The hybrid striped bass is also known as whiterock bass or wiper, if it is a cross between a female striped bass and a male white bass. Another accepted common name of this fish is Sunshine Bass, which is actually a cross between a male striped bass and a female white bass.
What are its physical characteristics?
It is a silver, deep-bodied fish that is similar to white bass. It has distinct, broken stripes along its sides and back, extending to its tail. It has two parallel patches of teeth arranged on the base of its tongue.
Where can you find them?
Hybrid striped bass are stocked into different water types for purposes of recreation. But hybrids outside of production ponds are mostly found in fresh water habitats like large lakes and reservoirs. They also thrive in rivers, small lakes or ponds. They are rarely found in areas with dense growth of aquatic weeds or extremely shallow water, except when they are chasing schools of baitfish. They can always be found in open water.

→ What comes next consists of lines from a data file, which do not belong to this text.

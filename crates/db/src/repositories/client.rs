use chrono::{DateTime, Utc};
use sqlx::{QueryBuilder, Row};

use quotar_core::domain::client::{Client, ClientId, CompanyStage};

use super::RepositoryError;
use crate::DbPool;

pub struct SqlClientRepository {
    pool: DbPool,
}

impl SqlClientRepository {
    pub fn new(pool: DbPool) -> Self {
        Self { pool }
    }

    pub async fn find_by_id(&self, id: &ClientId) -> Result<Option<Client>, RepositoryError> {
        let row = sqlx::query(
            "SELECT id, name, emails, phones, position, address, place, city, state, pin,
                    company_name, company_code, company_stage, created_by, created_at, updated_at
             FROM client WHERE id = ?",
        )
        .bind(&id.0)
        .fetch_optional(&self.pool)
        .await?;

        row.map(client_from_row).transpose()
    }

    /// Resolve company-level list filters to the matching client-id set.
    /// Name matches are case-insensitive substrings; code and stage are
    /// exact.
    pub async fn ids_matching_company(
        &self,
        company_name: Option<&str>,
        company_code: Option<&str>,
        company_stage: Option<CompanyStage>,
    ) -> Result<Vec<ClientId>, RepositoryError> {
        let mut query = QueryBuilder::new("SELECT id FROM client WHERE 1=1");

        if let Some(name) = company_name.map(str::trim).filter(|name| !name.is_empty()) {
            query.push(" AND LOWER(company_name) LIKE ");
            query.push_bind(format!("%{}%", name.to_ascii_lowercase()));
        }
        if let Some(code) = company_code.map(str::trim).filter(|code| !code.is_empty()) {
            query.push(" AND company_code = ");
            query.push_bind(code.to_string());
        }
        if let Some(stage) = company_stage {
            query.push(" AND company_stage = ");
            query.push_bind(stage.as_str());
        }

        let rows = query.build().fetch_all(&self.pool).await?;
        Ok(rows.into_iter().map(|row| ClientId(row.get::<String, _>("id"))).collect())
    }

    pub async fn count_created_by(&self, user_id: &str) -> Result<i64, RepositoryError> {
        let count = sqlx::query_scalar("SELECT COUNT(*) FROM client WHERE created_by = ?")
            .bind(user_id)
            .fetch_one(&self.pool)
            .await?;
        Ok(count)
    }

    /// Insert a client record. The catalog CRUD surface lives elsewhere;
    /// this exists for fixtures and tests.
    pub async fn insert(&self, client: &Client) -> Result<(), RepositoryError> {
        let emails = serde_json::to_string(&client.emails)
            .map_err(|error| RepositoryError::Decode(error.to_string()))?;
        let phones = serde_json::to_string(&client.phones)
            .map_err(|error| RepositoryError::Decode(error.to_string()))?;

        sqlx::query(
            "INSERT INTO client
                (id, name, emails, phones, position, address, place, city, state, pin,
                 company_name, company_code, company_stage, created_by, created_at, updated_at)
             VALUES (?, ?, ?, ?, ?, ?, ?, ?, ?, ?, ?, ?, ?, ?, ?, ?)",
        )
        .bind(&client.id.0)
        .bind(&client.name)
        .bind(emails)
        .bind(phones)
        .bind(&client.position)
        .bind(&client.address)
        .bind(&client.place)
        .bind(&client.city)
        .bind(&client.state)
        .bind(&client.pin)
        .bind(&client.company_name)
        .bind(&client.company_code)
        .bind(client.company_stage.as_str())
        .bind(&client.created_by)
        .bind(client.created_at.to_rfc3339())
        .bind(client.updated_at.to_rfc3339())
        .execute(&self.pool)
        .await?;

        Ok(())
    }
}

fn client_from_row(row: sqlx::sqlite::SqliteRow) -> Result<Client, RepositoryError> {
    let emails: Vec<String> = serde_json::from_str(&row.get::<String, _>("emails"))
        .map_err(|error| RepositoryError::Decode(format!("client emails: {error}")))?;
    let phones: Vec<String> = serde_json::from_str(&row.get::<String, _>("phones"))
        .map_err(|error| RepositoryError::Decode(format!("client phones: {error}")))?;
    let company_stage = CompanyStage::parse(&row.get::<String, _>("company_stage"))
        .map_err(|error| RepositoryError::Decode(error.to_string()))?;

    Ok(Client {
        id: ClientId(row.get("id")),
        name: row.get("name"),
        emails,
        phones,
        position: row.get("position"),
        address: row.get("address"),
        place: row.get("place"),
        city: row.get("city"),
        state: row.get("state"),
        pin: row.get("pin"),
        company_name: row.get("company_name"),
        company_code: row.get("company_code"),
        company_stage,
        created_by: row.get("created_by"),
        created_at: parse_timestamp(&row.get::<String, _>("created_at"), "client.created_at")?,
        updated_at: parse_timestamp(&row.get::<String, _>("updated_at"), "client.updated_at")?,
    })
}

pub(crate) fn parse_timestamp(raw: &str, field: &str) -> Result<DateTime<Utc>, RepositoryError> {
    DateTime::parse_from_rfc3339(raw)
        .map(|parsed| parsed.with_timezone(&Utc))
        .map_err(|error| RepositoryError::Decode(format!("{field}: {error}")))
}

Beginning in late winter, this hybrid tends to stay in deep water, near inflowing streams. In the spring, spawning migrations into upstream areas may take place.
What do they feed on?
The hybrid striped bass are voracious feeders. Young fish feed on mayflies and crustaceans. When they are usually larger than 100 mm. threadfin shad and gizzard shad are a big part of their diet. But species of forage fish have also been found in the stomachs of hybrids. They usually travel and feed in schools and they are most active during periods of low light such as early morning (dawn) and early evening (dusk).
What Factors Affect Their Age and Growth?

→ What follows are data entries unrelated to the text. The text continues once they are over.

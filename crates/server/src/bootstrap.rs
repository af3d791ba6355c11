use axum::Router;
use thiserror::Error;
use tower_http::services::ServeDir;
use tracing::info;

use quotar_core::config::{AppConfig, ConfigError, LoadOptions};
use quotar_db::{connect_with_settings, migrations, DbPool};

use crate::pdf::PdfRenderer;
use crate::state::AppState;
use crate::{dashboard, quotations};

pub struct Application {
    pub config: AppConfig,
    pub db_pool: DbPool,
    pub state: AppState,
}

#[derive(Debug, Error)]
pub enum BootstrapError {
    #[error(transparent)]
    Config(#[from] ConfigError),
    #[error("database connection failed: {0}")]
    DatabaseConnect(#[source] sqlx::Error),
    #[error("database migration failed: {0}")]
    Migration(#[source] sqlx::migrate::MigrateError),
}

pub async fn bootstrap(options: LoadOptions) -> Result<Application, BootstrapError> {
    let config = AppConfig::load(options)?;
    bootstrap_with_config(config).await
}

pub async fn bootstrap_with_config(config: AppConfig) -> Result<Application, BootstrapError> {
    info!(event_name = "system.bootstrap.start", "starting application bootstrap");

    let db_pool = connect_with_settings(
        &config.database.url,
        config.database.max_connections,
        config.database.timeout_secs,
    )
    .await
    .map_err(BootstrapError::DatabaseConnect)?;
    info!(event_name = "system.bootstrap.database_connected", "database connection established");

    migrations::run_pending(&db_pool).await.map_err(BootstrapError::Migration)?;
    info!(event_name = "system.bootstrap.migrations_applied", "database migrations applied");

    let renderer = PdfRenderer::new(&config.documents, config.company.clone());
    let state = AppState::new(
        db_pool.clone(),
        renderer,
        config.company.clone(),
        config.auth.gateway_secret.clone(),
    );

    Ok(Application { config, db_pool, state })
}

/// Assemble the API router: quotation routes, dashboard, and the static
/// artifact directory the generated PDFs are served from.
pub fn api_router(app: &Application) -> Router {
    Router::new()
        .merge(quotations::router(app.state.clone()))
        .merge(dashboard::router(app.state.clone()))
        .nest_service(
            "/public/pdfs",
            ServeDir::new(&app.config.documents.output_dir),
        )
}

Optimum growing conditions for hybrids occur when water temperatures are between 25 0C to 27 0C. They grow rapidly during their first two years of life. They grow from 275 mm. in length in the first year to 550 mm. in the second year and from 225 grams in weight in the first year to 1.5 kg. in the second year. Growth rate is similar in males and females and declines rapidly with increasing age. The life span of hybrid striped bass is 5 to 6 years.

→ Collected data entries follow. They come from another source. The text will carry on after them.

use axum::extract::{Query, State};
use axum::routing::get;
use axum::{Json, Router};
use serde::{Deserialize, Serialize};

use crate::auth::CurrentPrincipal;
use crate::error::ApiError;
use crate::state::AppState;

pub fn router(state: AppState) -> Router {
    Router::new().route("/api/v1/dashboard", get(dashboard)).with_state(state)
}

#[derive(Debug, Deserialize)]
#[serde(rename_all = "camelCase")]
pub struct DashboardQuery {
    /// Admin-only: inspect another user's dashboard. Ignored for
    /// non-admin principals.
    pub user_id: Option<String>,
}

#[derive(Debug, Serialize)]
#[serde(rename_all = "camelCase")]
pub struct DashboardResponse {
    pub user: DashboardUser,
    pub total_quotations: i64,
    pub pending_approval: i64,
    pub clients_created: i64,
    pub conversion_stats: ConversionStats,
}

#[derive(Debug, Serialize)]
pub struct DashboardUser {
    pub id: String,
}

#[derive(Debug, Serialize)]
#[serde(rename_all = "camelCase")]
pub struct ConversionStats {
    pub under_development: i64,
    pub booked: i64,
    pub lost: i64,
}

async fn dashboard(
    State(state): State<AppState>,
    CurrentPrincipal(principal): CurrentPrincipal,
    Query(query): Query<DashboardQuery>,
) -> Result<Json<DashboardResponse>, ApiError> {
    let target = if principal.is_admin() {
        query.user_id.unwrap_or_else(|| principal.id.clone())
    } else {
        principal.id.clone()
    };

    let counts = state.quotations.dashboard_counts(&target).await?;
    let clients_created = state.clients.count_created_by(&target).await?;

    Ok(Json(DashboardResponse {
        user: DashboardUser { id: target },
        total_quotations: counts.total_quotations,
        pending_approval: counts.pending_approval,
        clients_created,
        conversion_stats: ConversionStats {
            under_development: counts.under_development,
            booked: counts.booked,
            lost: counts.lost,
        },
    }))
}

The growth rate of hybrid striped bass in production ponds is affected by the quality of the water, the water temperature, the quality and quantity of food fed to the fish, even the food’s taste and the frequency of the feeding can affect its growth rate. Hybrids are harvested when they reach the weight of 1.5 to 2.5 pounds which is usually when they are 18 to 24 months old.
How Do They Spawn?
The hybrid striped bass is oviparous or egg-laying. Unlike other hybrids, it is fertile. It produces eggs and sperm during the spring when temperatures are between 15 0C and 20 0C. All males mature by the time they are two years of age while all females mature at three years. Males spawn many times during the spawning season while females produce an average of 160,000 eggs per pound of body weight but spawn only once a year.
Depending on the location, spawning season occurs from mid-March to May. It usually lasts four to five weeks.